The tunnel end points are simply virtual

switches that are running on the host's hypervisors.

In NVP these virtual switches are implemented with Open vSwitch.

The Controller cluster can modify the flow table entries on these

virtual switches, and also set up tunnels between each pair of hypervisors.

All the packet processing of the logical datapath, is configured by the

central controllers, which modify the flow table entries on these virtual switches.

Here's an overview of the controller structure in NVP.

The host hypervisors and physical gateways provide

the controller with location, and topology information.

The service providers then can configure the controller, and the forwarding

state is pushed to the open V switch instances on each host.

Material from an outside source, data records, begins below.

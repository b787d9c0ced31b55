//! Boolean formulas over event variables.
//!
//! Selection cuts and dial apply-conditions are small predicates evaluated
//! against an event's variable bag: comparisons between variables and
//! numeric literals, combined with `&&`, `||`, `!` and parentheses. A bare
//! variable or literal is true iff it is non-zero.

use crate::event::VariableStore;
use std::fmt::{self, Display, Formatter};
use thiserror::Error;

/// Error type returned when a formula fails to parse or evaluate.
#[derive(Debug, Error)]
pub enum FormulaError {
    /// The formula text could not be parsed.
    #[error("could not parse formula '{formula_text}': {reason} at offset {offset}")]
    Parse {
        /// The formula text.
        formula_text: String,
        /// What the parser expected.
        reason: String,
        /// Byte offset of the failure.
        offset: usize,
    },
    /// The formula referenced a variable the event does not carry.
    #[error("formula references unknown variable '{name}'")]
    UnknownVariable {
        /// The missing variable name.
        name: String,
    },
}

#[derive(Clone, Debug, PartialEq)]
enum Atom {
    Var(String),
    Number(f64),
}

impl Atom {
    fn eval(&self, variables: &VariableStore) -> Result<f64, FormulaError> {
        match self {
            Self::Var(name) => variables
                .get(name)
                .and_then(|variable| variable.as_f64(0))
                .ok_or_else(|| FormulaError::UnknownVariable { name: name.clone() }),
            Self::Number(value) => Ok(*value),
        }
    }
}

#[derive(Clone, Copy, Debug, PartialEq, Eq)]
enum CmpOp {
    Eq,
    Ne,
    Lt,
    Le,
    Gt,
    Ge,
}

#[derive(Clone, Debug, PartialEq)]
enum Node {
    Cmp(Atom, CmpOp, Atom),
    Truthy(Atom),
    Not(Box<Node>),
    And(Box<Node>, Box<Node>),
    Or(Box<Node>, Box<Node>),
}

impl Node {
    #[allow(clippy::float_cmp)]
    fn eval(&self, variables: &VariableStore) -> Result<bool, FormulaError> {
        Ok(match self {
            Self::Cmp(lhs, op, rhs) => {
                let lhs = lhs.eval(variables)?;
                let rhs = rhs.eval(variables)?;
                match op {
                    CmpOp::Eq => lhs == rhs,
                    CmpOp::Ne => lhs != rhs,
                    CmpOp::Lt => lhs < rhs,
                    CmpOp::Le => lhs <= rhs,
                    CmpOp::Gt => lhs > rhs,
                    CmpOp::Ge => lhs >= rhs,
                }
            }
            Self::Truthy(atom) => atom.eval(variables)? != 0.0,
            Self::Not(inner) => !inner.eval(variables)?,
            Self::And(lhs, rhs) => lhs.eval(variables)? && rhs.eval(variables)?,
            Self::Or(lhs, rhs) => lhs.eval(variables)? || rhs.eval(variables)?,
        })
    }
}

/// A parsed predicate over event variables.
#[derive(Clone, Debug, PartialEq)]
pub struct Formula {
    source: String,
    root: Node,
}

impl Formula {
    /// Parses `source` into a formula.
    ///
    /// # Errors
    ///
    /// Returns [`FormulaError::Parse`] when `source` is not a valid
    /// predicate.
    pub fn parse(source: &str) -> Result<Self, FormulaError> {
        let mut parser = Parser {
            source,
            tokens: tokenize(source)?,
            cursor: 0,
        };
        let root = parser.or_expr()?;

        if parser.cursor != parser.tokens.len() {
            return Err(parser.fail("end of formula"));
        }

        Ok(Self {
            source: source.to_owned(),
            root,
        })
    }

    /// Evaluates the formula against an event's variable bag.
    ///
    /// # Errors
    ///
    /// Returns [`FormulaError::UnknownVariable`] when the formula references
    /// a variable the bag does not carry.
    pub fn eval(&self, variables: &VariableStore) -> Result<bool, FormulaError> {
        self.root.eval(variables)
    }

    /// The formula text as written.
    #[must_use]
    pub fn source(&self) -> &str {
        &self.source
    }
}

impl Display for Formula {
    fn fmt(&self, f: &mut Formatter<'_>) -> fmt::Result {
        f.write_str(&self.source)
    }
}

#[derive(Clone, Debug, PartialEq)]
enum Token {
    Ident(String),
    Number(f64),
    Op(CmpOp),
    And,
    Or,
    Not,
    Open,
    Close,
}

fn tokenize(source: &str) -> Result<Vec<(usize, Token)>, FormulaError> {
    let mut tokens = Vec::new();
    let bytes = source.as_bytes();
    let mut offset = 0;

    let fail = |offset: usize, reason: &str| FormulaError::Parse {
        formula_text: source.to_owned(),
        reason: reason.to_owned(),
        offset,
    };

    while offset < bytes.len() {
        let rest = &source[offset..];
        let byte = bytes[offset];

        if byte.is_ascii_whitespace() {
            offset += 1;
        } else if rest.starts_with("&&") {
            tokens.push((offset, Token::And));
            offset += 2;
        } else if rest.starts_with("||") {
            tokens.push((offset, Token::Or));
            offset += 2;
        } else if rest.starts_with("==") {
            tokens.push((offset, Token::Op(CmpOp::Eq)));
            offset += 2;
        } else if rest.starts_with("!=") {
            tokens.push((offset, Token::Op(CmpOp::Ne)));
            offset += 2;
        } else if rest.starts_with("<=") {
            tokens.push((offset, Token::Op(CmpOp::Le)));
            offset += 2;
        } else if rest.starts_with(">=") {
            tokens.push((offset, Token::Op(CmpOp::Ge)));
            offset += 2;
        } else if byte == b'<' {
            tokens.push((offset, Token::Op(CmpOp::Lt)));
            offset += 1;
        } else if byte == b'>' {
            tokens.push((offset, Token::Op(CmpOp::Gt)));
            offset += 1;
        } else if byte == b'!' {
            tokens.push((offset, Token::Not));
            offset += 1;
        } else if byte == b'(' {
            tokens.push((offset, Token::Open));
            offset += 1;
        } else if byte == b')' {
            tokens.push((offset, Token::Close));
            offset += 1;
        } else if byte.is_ascii_digit() || byte == b'-' || byte == b'+' || byte == b'.' {
            let end = rest
                .char_indices()
                .skip(1)
                .find(|&(_, c)| !(c.is_ascii_digit() || c == '.' || c == 'e' || c == 'E' || c == '-' || c == '+'))
                .map_or(rest.len(), |(index, _)| index);
            // the scan above is greedy over exponent signs, back off until it parses
            let mut end = end;
            loop {
                if let Ok(value) = rest[..end].parse::<f64>() {
                    tokens.push((offset, Token::Number(value)));
                    break;
                }
                if end == 0 {
                    return Err(fail(offset, "a number"));
                }
                end -= 1;
            }
            offset += end.max(1);
        } else if byte.is_ascii_alphabetic() || byte == b'_' {
            let end = rest
                .char_indices()
                .find(|&(_, c)| !(c.is_ascii_alphanumeric() || c == '_' || c == '.'))
                .map_or(rest.len(), |(index, _)| index);
            tokens.push((offset, Token::Ident(rest[..end].to_owned())));
            offset += end;
        } else {
            return Err(fail(offset, "a token"));
        }
    }

    Ok(tokens)
}

struct Parser<'a> {
    source: &'a str,
    tokens: Vec<(usize, Token)>,
    cursor: usize,
}

impl Parser<'_> {
    fn fail(&self, reason: &str) -> FormulaError {
        FormulaError::Parse {
            formula_text: self.source.to_owned(),
            reason: reason.to_owned(),
            offset: self
                .tokens
                .get(self.cursor)
                .map_or(self.source.len(), |&(offset, _)| offset),
        }
    }

    fn peek(&self) -> Option<&Token> {
        self.tokens.get(self.cursor).map(|(_, token)| token)
    }

    fn advance(&mut self) -> Option<Token> {
        let token = self.tokens.get(self.cursor).map(|(_, token)| token.clone());
        if token.is_some() {
            self.cursor += 1;
        }
        token
    }

    fn or_expr(&mut self) -> Result<Node, FormulaError> {
        let mut node = self.and_expr()?;
        while self.peek() == Some(&Token::Or) {
            self.cursor += 1;
            node = Node::Or(Box::new(node), Box::new(self.and_expr()?));
        }
        Ok(node)
    }

    fn and_expr(&mut self) -> Result<Node, FormulaError> {
        let mut node = self.unary_expr()?;
        while self.peek() == Some(&Token::And) {
            self.cursor += 1;
            node = Node::And(Box::new(node), Box::new(self.unary_expr()?));
        }
        Ok(node)
    }

    fn unary_expr(&mut self) -> Result<Node, FormulaError> {
        if self.peek() == Some(&Token::Not) {
            self.cursor += 1;
            return Ok(Node::Not(Box::new(self.unary_expr()?)));
        }
        self.comparison()
    }

    fn comparison(&mut self) -> Result<Node, FormulaError> {
        if self.peek() == Some(&Token::Open) {
            self.cursor += 1;
            let node = self.or_expr()?;
            if self.advance() != Some(Token::Close) {
                return Err(self.fail("a closing parenthesis"));
            }
            return Ok(node);
        }

        let lhs = self.atom()?;
        if let Some(Token::Op(op)) = self.peek().cloned() {
            self.cursor += 1;
            let rhs = self.atom()?;
            Ok(Node::Cmp(lhs, op, rhs))
        } else {
            Ok(Node::Truthy(lhs))
        }
    }

    fn atom(&mut self) -> Result<Atom, FormulaError> {
        match self.peek().cloned() {
            Some(Token::Ident(name)) => {
                self.cursor += 1;
                Ok(Atom::Var(name))
            }
            Some(Token::Number(value)) => {
                self.cursor += 1;
                Ok(Atom::Number(value))
            }
            _ => Err(self.fail("a variable or a number")),
        }
    }
}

Using the open flow protocol.

This design poses two main challenges.

One is in the design of the datapath and that software switching at the

end host, needs to be fast, but by default switching and software can be slow.

The second challenge is scaling the controller computation.

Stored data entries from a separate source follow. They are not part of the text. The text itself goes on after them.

//! Module containing the per-event dial cache.
//!
//! Dial lookup is the hot inner loop of reweighting. The cache moves the
//! `O(events x parameters x dials)` search out of the minimization loop:
//! it is built once, after events and parameters are known, and is
//! immutable afterwards. The table is dense by `(set, parameter)` with
//! empty entries for inapplicable parameters, trading memory for locality.

use crate::error::LoadError;
use crate::parameter::ParameterSet;
use crate::sample::Sample;
use rayon::prelude::*;

/// Location of a dial within its owning parameter: dial-set and dial
/// indices.
#[derive(Clone, Copy, Debug, PartialEq, Eq)]
pub struct DialRef {
    /// Index into [`crate::parameter::Parameter::dial_sets`].
    pub dial_set: u32,
    /// Index into the dial set's dial list.
    pub dial: u32,
}

/// Dense per-event table of applicable dials.
#[derive(Clone, Debug)]
pub struct DialCache {
    table: Vec<Option<DialRef>>,
    stride: usize,
    sample_offsets: Vec<usize>,
    columns: Vec<(usize, usize)>,
}

impl DialCache {
    /// Builds the cache for `samples` against `parameter_sets`.
    ///
    /// Per event and flat parameter column: the first dial set targeting
    /// the sample is consulted; a false apply-formula leaves the entry
    /// empty; otherwise the first dial whose apply-bin contains the event
    /// wins.
    ///
    /// # Errors
    ///
    /// Forwards apply-formula evaluation failures.
    pub fn build(samples: &[Sample], parameter_sets: &[ParameterSet]) -> Result<Self, LoadError> {
        let columns: Vec<(usize, usize)> = parameter_sets
            .iter()
            .enumerate()
            .flat_map(|(set, parameters)| {
                (0..parameters.parameters().len()).map(move |par| (set, par))
            })
            .collect();
        let stride = columns.len();

        let mut sample_offsets = Vec::with_capacity(samples.len());
        let mut offset = 0;
        for sample in samples {
            sample_offsets.push(offset);
            offset += sample.events().len();
        }

        let mut table = Vec::with_capacity(offset * stride);
        for sample in samples {
            let rows = sample
                .events()
                .par_iter()
                .map(|event| {
                    let mut row = vec![None; stride];
                    for (column, &(set, par)) in columns.iter().enumerate() {
                        let parameter = &parameter_sets[set].parameters()[par];
                        let Some((dial_set_index, dial_set)) = parameter
                            .dial_sets()
                            .iter()
                            .enumerate()
                            .find(|(_, dial_set)| dial_set.targets_sample(sample.name()))
                        else {
                            continue;
                        };
                        if dial_set.dials().is_empty() || !dial_set.accepts(event.variables())? {
                            continue;
                        }
                        row[column] = dial_set
                            .dials()
                            .iter()
                            .position(|dial| dial.applies_to(event.variables()))
                            .map(|dial| DialRef {
                                dial_set: u32::try_from(dial_set_index).unwrap(),
                                dial: u32::try_from(dial).unwrap(),
                            });
                    }
                    Ok(row)
                })
                .collect::<Result<Vec<_>, LoadError>>()?;
            table.extend(rows.into_iter().flatten());
        }

        Ok(Self {
            table,
            stride,
            sample_offsets,
            columns,
        })
    }

    /// The cached row of event `event` of sample `sample`: one entry per
    /// flat parameter column.
    #[must_use]
    pub fn row(&self, sample: usize, event: usize) -> &[Option<DialRef>] {
        let start = (self.sample_offsets[sample] + event) * self.stride;
        &self.table[start..start + self.stride]
    }

    /// The `(set, parameter)` pair of each flat column, in evaluation
    /// order.
    #[must_use]
    pub fn columns(&self) -> &[(usize, usize)] {
        &self.columns
    }

    /// Number of flat parameter columns.
    #[must_use]
    pub const fn stride(&self) -> usize {
        self.stride
    }

    /// Number of cached dial entries (for diagnostics).
    #[must_use]
    pub fn cached_dials(&self) -> usize {
        self.table.iter().filter(|entry| entry.is_some()).count()
    }
}

#[cfg(test)]
mod test {
    use super::*;
    use crate::bin::{Bin, BinEdges, BinSet};
    use crate::dial::{Dial, DialSet, NormDial};
    use crate::event::{Event, Variable, VariableStore};
    use crate::formula::Formula;
    use crate::parameter::Parameter;

    fn event(entry: u64, enu: f64) -> Event {
        Event::new(
            0,
            entry,
            1.0,
            VariableStore::new(vec!["enu".to_owned()].into(), vec![Variable::Float(enu)]),
        )
    }

    fn edges(low: f64, high: f64) -> Bin {
        Bin::new(vec![BinEdges {
            name: "enu".to_owned(),
            low,
            high,
        }])
    }

    #[test]
    fn first_matching_dial_wins_and_gates_apply() {
        let mut sample = Sample::new(
            "nue",
            0,
            BinSet::parse("enu:[0.0,2.0)\n").unwrap(),
            None,
        );
        sample
            .load_events(vec![event(0, 0.5), event(1, 1.5)])
            .unwrap();

        // dial 0 covers [0, 1), dial 1 covers [1, 2)
        let binned_dials = DialSet::new(vec![
            Dial::new("low", NormDial.into()).with_apply_bin(edges(0.0, 1.0)),
            Dial::new("high", NormDial.into()).with_apply_bin(edges(1.0, 2.0)),
        ]);
        // gated away from low-energy events by a formula
        let gated = DialSet::new(vec![Dial::new("gated", NormDial.into())])
            .with_apply_formula(Formula::parse("enu >= 1.0").unwrap());
        // targets a different sample entirely
        let elsewhere = DialSet::new(vec![Dial::new("other", NormDial.into())])
            .with_samples(vec!["numu".to_owned()]);

        let sets = vec![ParameterSet::new(
            "xsec",
            vec![
                Parameter::new("binned", 1.0, 0.1).with_dial_set(binned_dials),
                Parameter::new("gated", 1.0, 0.1).with_dial_set(gated),
                Parameter::new("other", 1.0, 0.1).with_dial_set(elsewhere),
            ],
        )];

        let cache = DialCache::build(std::slice::from_ref(&sample), &sets).unwrap();

        assert_eq!(cache.stride(), 3);
        assert_eq!(cache.columns(), &[(0, 0), (0, 1), (0, 2)]);

        // event 0 at enu = 0.5: first dial wins, gate is false, other sample
        assert_eq!(
            cache.row(0, 0),
            &[Some(DialRef { dial_set: 0, dial: 0 }), None, None]
        );
        // event 1 at enu = 1.5: second dial wins, gate is true
        assert_eq!(
            cache.row(0, 1),
            &[
                Some(DialRef { dial_set: 0, dial: 1 }),
                Some(DialRef { dial_set: 0, dial: 0 }),
                None
            ]
        );
        assert_eq!(cache.cached_dials(), 3);
    }
}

They are potentially n square task between each pair of virtual host.

So the architecture must provide a way to scalably compute

the logical datapaths, and tunnels for each pair of host.

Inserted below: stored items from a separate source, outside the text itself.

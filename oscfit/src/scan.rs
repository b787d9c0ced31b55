//! Module containing the one-dimensional likelihood scanner.
//!
//! Scans evaluate the likelihood components over a grid of values of one
//! parameter, leaving everything else where it was. Eigen-decomposed sets
//! are scanned through their original parameters.

use crate::error::Error;
use crate::likelihood::LikelihoodInterface;
use crate::propagator::Propagator;
use crate::runtime::Runtime;
use log::info;

/// One evaluated scan point.
#[derive(Clone, Copy, Debug, PartialEq)]
pub struct ScanPoint {
    /// Parameter value the point was evaluated at.
    pub value: f64,
    /// Total likelihood.
    pub total: f64,
    /// Statistical component.
    pub stat: f64,
    /// Penalty component.
    pub penalty: f64,
}

/// A completed scan of one parameter.
#[derive(Clone, Debug)]
pub struct ScanResult {
    /// Full name of the scanned parameter.
    pub parameter: String,
    /// Evaluated grid, in ascending parameter value.
    pub points: Vec<ScanPoint>,
}

/// Grid scanner over single parameters.
#[derive(Clone, Copy, Debug)]
pub struct ParameterScanner {
    points: usize,
    /// Scan range in prior sigmas when the parameter carries no bounds.
    range_sigmas: f64,
    use_parameter_limits: bool,
}

impl ParameterScanner {
    /// Constructor with the given grid size.
    #[must_use]
    pub const fn new(points: usize) -> Self {
        Self {
            points,
            range_sigmas: 3.0,
            use_parameter_limits: true,
        }
    }

    /// Overrides the sigma range used when a parameter has no bounds.
    #[must_use]
    pub const fn with_range_sigmas(mut self, range_sigmas: f64) -> Self {
        self.range_sigmas = range_sigmas;
        self
    }

    /// Scans parameter `par` of set `set` over its range and restores the
    /// original value afterwards.
    ///
    /// # Errors
    ///
    /// Forwards likelihood evaluation failures. The parameter is restored
    /// on the successful path; a failed evaluation aborts the scan.
    pub fn scan_parameter(
        &self,
        set: usize,
        par: usize,
        likelihood: &mut LikelihoodInterface,
        propagator: &mut Propagator,
        runtime: &Runtime,
    ) -> Result<ScanResult, Error> {
        let (name, saved, low, high) = {
            let parameter_set = &propagator.parameter_sets()[set];
            let parameter = &parameter_set.parameters()[par];
            let (low, high) = if self.use_parameter_limits
                && parameter.min().is_some()
                && parameter.max().is_some()
            {
                (parameter.min().unwrap(), parameter.max().unwrap())
            } else {
                (
                    self.range_sigmas.mul_add(-parameter.sigma(), parameter.prior()),
                    self.range_sigmas.mul_add(parameter.sigma(), parameter.prior()),
                )
            };
            (
                parameter_set.full_name(par),
                parameter.value(),
                low,
                high,
            )
        };

        info!("scanning '{name}' over [{low}, {high}] with {} points", self.points);

        let mut points = Vec::with_capacity(self.points);
        for index in 0..self.points {
            let value = (high - low).mul_add(grid_fraction(index, self.points), low);

            let parameter_set = &mut propagator.parameter_sets_mut()[set];
            parameter_set.parameters_mut()[par].set_value(value);
            parameter_set.propagate_original_to_eigen();

            let total = likelihood.propagate_and_eval(propagator, runtime)?;
            let buffer = likelihood.buffer();
            points.push(ScanPoint {
                value,
                total,
                stat: buffer.stat,
                penalty: buffer.penalty,
            });
        }

        let parameter_set = &mut propagator.parameter_sets_mut()[set];
        parameter_set.parameters_mut()[par].set_value(saved);
        parameter_set.propagate_original_to_eigen();
        likelihood.propagate_and_eval(propagator, runtime)?;

        Ok(ScanResult {
            parameter: name,
            points,
        })
    }
}

// position of grid point `index` within [0, 1]
#[allow(clippy::cast_precision_loss)]
fn grid_fraction(index: usize, points: usize) -> f64 {
    index as f64 / (points.max(2) - 1) as f64
}

#[cfg(test)]
mod test {
    use super::*;
    use crate::bin::BinSet;
    use crate::dial::{Dial, DialSet, NormDial};
    use crate::event::{Event, Variable, VariableStore};
    use crate::joint_probability::PoissonLlh;
    use crate::likelihood::DataPreset;
    use crate::parameter::{Parameter, ParameterSet};
    use crate::sample::Sample;
    use float_cmp::assert_approx_eq;
    use nalgebra::DMatrix;
    use rand::SeedableRng;
    use rand_pcg::Pcg64;

    #[test]
    fn scan_brackets_the_minimum_and_restores_the_value() {
        let mut sample = Sample::new("nue", 0, BinSet::parse("enu:[0.0,1.0)\n").unwrap(), None);
        sample
            .load_events(
                (0..50)
                    .map(|entry| {
                        Event::new(
                            0,
                            entry,
                            1.0,
                            VariableStore::new(
                                vec!["enu".to_owned()].into(),
                                vec![Variable::Float(0.5)],
                            ),
                        )
                    })
                    .collect(),
            )
            .unwrap();

        let mut set = ParameterSet::new(
            "xsec",
            vec![Parameter::new("norm", 1.0, 0.1)
                .with_dial_set(DialSet::new(vec![Dial::new("norm", NormDial.into())]))],
        );
        set.set_covariance(DMatrix::from_row_slice(1, 1, &[0.01])).unwrap();
        set.initialize().unwrap();

        let mut propagator = Propagator::new(vec![sample], vec![set]);
        let runtime = Runtime::new(1).unwrap();
        propagator.build_cache(&runtime).unwrap();

        let mut likelihood = LikelihoodInterface::new(PoissonLlh.into());
        let mut rng = Pcg64::seed_from_u64(11);
        likelihood
            .load_data(DataPreset::Asimov, &mut propagator, &runtime, &mut rng)
            .unwrap();

        let scan = ParameterScanner::new(11)
            .scan_parameter(0, 0, &mut likelihood, &mut propagator, &runtime)
            .unwrap();

        assert_eq!(scan.parameter, "xsec/norm");
        assert_eq!(scan.points.len(), 11);
        // the grid is centered on the prior, where the likelihood vanishes
        let center = &scan.points[5];
        assert_approx_eq!(f64, center.value, 1.0, epsilon = 1e-12);
        assert_approx_eq!(f64, center.total, 0.0, epsilon = 1e-9);
        assert!(scan.points.iter().all(|point| point.total >= center.total));
        // edges cost more than the center on both sides
        assert!(scan.points[0].total > 1.0);
        assert!(scan.points[10].total > 1.0);

        // the scanned parameter was restored
        assert_approx_eq!(
            f64,
            propagator.parameter_sets()[0].parameters()[0].value(),
            1.0
        );
    }
}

To make the datapath fast NVP performs exact match on flows in the kernel.

A user-space program allows matching on the full flow table.

But, once a flow is matched in user-space, a corresponding exact

match table without any wildcard entries, is installed in the kernel.

Thus, future packets for the same flow, can be matched in the kernel.

Thus providing faster forwarding.

The second challenge involves forwarding encapsulated packets

and hardware, which requires some additional tricks

which are described in the paper I reference at the beginning of the lesson.

Controller computation is scaled by

decomposing the computation into two layers.

Logical controllers and physical controllers.

The logical controllers compute flows and tunnels for

the logical datapaths, in what are called universal flows.

The physical controllers communicate with

the hypervisors, gateways, and service nodes.

This decomposition allows the logical controllers to

operate on logical abstractions of the network.

Without knowledge of the physical topology or the parallel

mesh between all of the hypervisors in the datacenter.

The use of network virtualization in the context of multi

tenant datacenters illustrates a distinction

between network virtualization, and software-defined networking.

A common misconception is that network virtualization and SDN are the same thing.

But in fact, network virtualization actually predates SDN.

And network virtualization doesn't require SDN.

Some examples of network virtualization that predate

SDN include overlay networks and V lamps.

However, SDN can make it much easier to orchestrate a multi-tenant datacenter.

Because it's much easier to virtualize an SDN switch than a physical switch.

Virtualizing the network makes it possible to

run a separate controller for each virtual network.

And SDN makes it straightforward to partition the space of all flows.

As we've seen in this lesson, network

virtualization can also make use of software switches.

And SDN controllers can orchestrate packet processing

in datapaths that are completely in software.

In short, you could almost think of network virtualization as a killer

App for SDN, simply because SDN makes the type of orchestration that's required.

For managing the combined network computer and storage in a multi-tenant datacenter,

much easier than it would be

without a logically centralized control infrastructure.

In short, the rise of virtualization in multi-tenant

datacenters has created a need for network virtualization.

In addition to the virtualization that we already had with compute and

storch, SDN plays some important roles

in configuring those logical datapaths and tunnels.

In some ways, NVP represents an interesting extreme design point.

Because all of the configuration is in fact happening

on the host, and the network is once again dump.

Want to think about trade offs between the NVP

architecture, and an alternative type of architecture where some

of the data path processing is performed in the

network as well as in virtual switches on the host.